[Collected data entries]

▬▬▬

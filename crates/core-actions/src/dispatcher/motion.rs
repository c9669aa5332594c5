//! Cursor motion (spec §4.7 plus the supplemented `gg`/`G`/`0`/`$`/`w`/`b`
//! motions from SPEC_FULL.md §F).

use core_keymap::{Action, Direction};
use core_state::Buffer;

use super::{DispatchOutcome, EditorContext};

pub(crate) fn handle_motion(action: Action, ctx: &mut EditorContext) -> DispatchOutcome {
    let buffer = ctx.model.registry.active_mut();
    let before = (buffer.line_no, buffer.col_no);
    match action {
        Action::Motion(Direction::Left) => {
            buffer.col_no = buffer.col_no.saturating_sub(1).max(1);
        }
        Action::Motion(Direction::Right) => {
            buffer.col_no = buffer.col_no.saturating_add(1);
        }
        Action::Motion(Direction::Up) => {
            if buffer.line_no > 1 {
                buffer.line_no -= 1;
            }
            buffer.col_no = buffer.preferred_col;
        }
        Action::Motion(Direction::Down) => {
            if buffer.line_no < buffer.line_count() {
                buffer.line_no += 1;
            }
            buffer.col_no = buffer.preferred_col;
        }
        Action::LineStart => buffer.col_no = 1,
        Action::LineEnd => buffer.col_no = buffer.current_line().len().max(1),
        Action::FirstLine => {
            buffer.line_no = 1;
            buffer.col_no = 1;
        }
        Action::LastLine => {
            buffer.line_no = buffer.line_count();
            buffer.col_no = 1;
        }
        Action::GotoLine(n) => {
            buffer.line_no = (n as usize).clamp(1, buffer.line_count());
            buffer.col_no = 1;
        }
        Action::WordForward => word_forward(buffer),
        Action::WordBackward => word_backward(buffer),
        _ => {}
    }
    buffer.clamp_cursor();
    if !matches!(action, Action::Motion(Direction::Up) | Action::Motion(Direction::Down)) {
        buffer.preferred_col = buffer.col_no;
    }
    if (buffer.line_no, buffer.col_no) != before {
        DispatchOutcome::dirty()
    } else {
        DispatchOutcome::clean()
    }
}

#[derive(Clone, Copy, PartialEq, Eq)]
enum CharClass {
    Whitespace,
    Word,
    Punct,
}

fn classify(c: char) -> CharClass {
    if c.is_whitespace() {
        CharClass::Whitespace
    } else if c.is_alphanumeric() || c == '_' {
        CharClass::Word
    } else {
        CharClass::Punct
    }
}

/// Advance `(line_no, col_no)` past the current word and any following
/// whitespace, crossing line boundaries (an empty line counts as a word
/// boundary of its own, matching vim's `w`).
fn word_forward(buffer: &mut Buffer) {
    let mut line = buffer.line_no - 1;
    let mut col = buffer.col_no - 1;
    let mut start_class = buffer
        .lines
        .get(line)
        .and_then(|l| l.cell(col))
        .map(|c| classify(c.codepoint));

    loop {
        let Some(l) = buffer.lines.get(line) else { break };
        if col >= l.len() {
            if line + 1 >= buffer.lines.len() {
                break;
            }
            line += 1;
            col = 0;
            if buffer.lines.get(line).map(|l| l.is_empty()).unwrap_or(false) {
                break;
            }
            start_class = None;
            continue;
        }
        let class = classify(l.cell(col).unwrap().codepoint);
        match start_class {
            None => {
                if class != CharClass::Whitespace {
                    break;
                }
                col += 1;
            }
            Some(sc) => {
                if class != sc {
                    start_class = None;
                } else {
                    col += 1;
                }
            }
        }
    }
    buffer.line_no = line + 1;
    buffer.col_no = col + 1;
}

/// Retreat to the start of the previous word, crossing line boundaries.
fn word_backward(buffer: &mut Buffer) {
    let mut line = buffer.line_no - 1;
    let mut col = buffer.col_no.saturating_sub(1);

    // Step back one cell to begin scanning from the char before the cursor.
    loop {
        if col == 0 {
            if line == 0 {
                buffer.line_no = 1;
                buffer.col_no = 1;
                return;
            }
            line -= 1;
            col = buffer.lines.get(line).map(|l| l.len()).unwrap_or(0);
            continue;
        }
        col -= 1;
        let class = buffer
            .lines
            .get(line)
            .and_then(|l| l.cell(col))
            .map(|c| classify(c.codepoint));
        if class != Some(CharClass::Whitespace) {
            break;
        }
    }
    // Walk back while the class stays the same as the word we landed in.
    let anchor_class = buffer.lines.get(line).and_then(|l| l.cell(col)).map(|c| classify(c.codepoint));
    while col > 0 {
        let prev_class = buffer
            .lines
            .get(line)
            .and_then(|l| l.cell(col - 1))
            .map(|c| classify(c.codepoint));
        if prev_class != anchor_class {
            break;
        }
        col -= 1;
    }
    buffer.line_no = line + 1;
    buffer.col_no = col + 1;
}

#[cfg(test)]
mod tests {
    use super::*;
    use core_model::Model;

    fn ctx_with(text: &[&str]) -> EditorContext {
        let mut model = Model::new();
        let buffer = model.registry.active_mut();
        for (i, line) in text.iter().enumerate() {
            if i > 0 {
                buffer.add_line(i);
            }
            for (j, cp) in line.chars().enumerate() {
                buffer.insert(i, j, cp);
            }
        }
        buffer.line_no = 1;
        buffer.col_no = 1;
        EditorContext::new(model)
    }

    #[test]
    fn word_forward_skips_to_next_word() {
        let mut ctx = ctx_with(&["foo bar baz"]);
        handle_motion(Action::WordForward, &mut ctx);
        assert_eq!(ctx.model.registry.active_mut().col_no, 5);
    }

    #[test]
    fn word_forward_crosses_line_boundary() {
        let mut ctx = ctx_with(&["foo", "bar"]);
        let buffer = ctx.model.registry.active_mut();
        buffer.col_no = 1;
        handle_motion(Action::WordForward, &mut ctx);
        let buffer = ctx.model.registry.active_mut();
        assert_eq!(buffer.line_no, 2);
        assert_eq!(buffer.col_no, 1);
    }

    #[test]
    fn word_backward_returns_to_word_start() {
        let mut ctx = ctx_with(&["foo bar baz"]);
        ctx.model.registry.active_mut().col_no = 9;
        handle_motion(Action::WordBackward, &mut ctx);
        assert_eq!(ctx.model.registry.active_mut().col_no, 5);
    }

    #[test]
    fn goto_line_clamps_to_buffer() {
        let mut ctx = ctx_with(&["a", "b", "c"]);
        handle_motion(Action::GotoLine(99), &mut ctx);
        assert_eq!(ctx.model.registry.active_mut().line_no, 3);
    }

    #[test]
    fn last_line_and_first_line() {
        let mut ctx = ctx_with(&["a", "b", "c"]);
        handle_motion(Action::LastLine, &mut ctx);
        assert_eq!(ctx.model.registry.active_mut().line_no, 3);
        handle_motion(Action::FirstLine, &mut ctx);
        assert_eq!(ctx.model.registry.active_mut().line_no, 1);
    }
}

▬▬▬

* Your assignment:
The reply is a bare number: how many lines above include "LastLine".

* Your solution:
2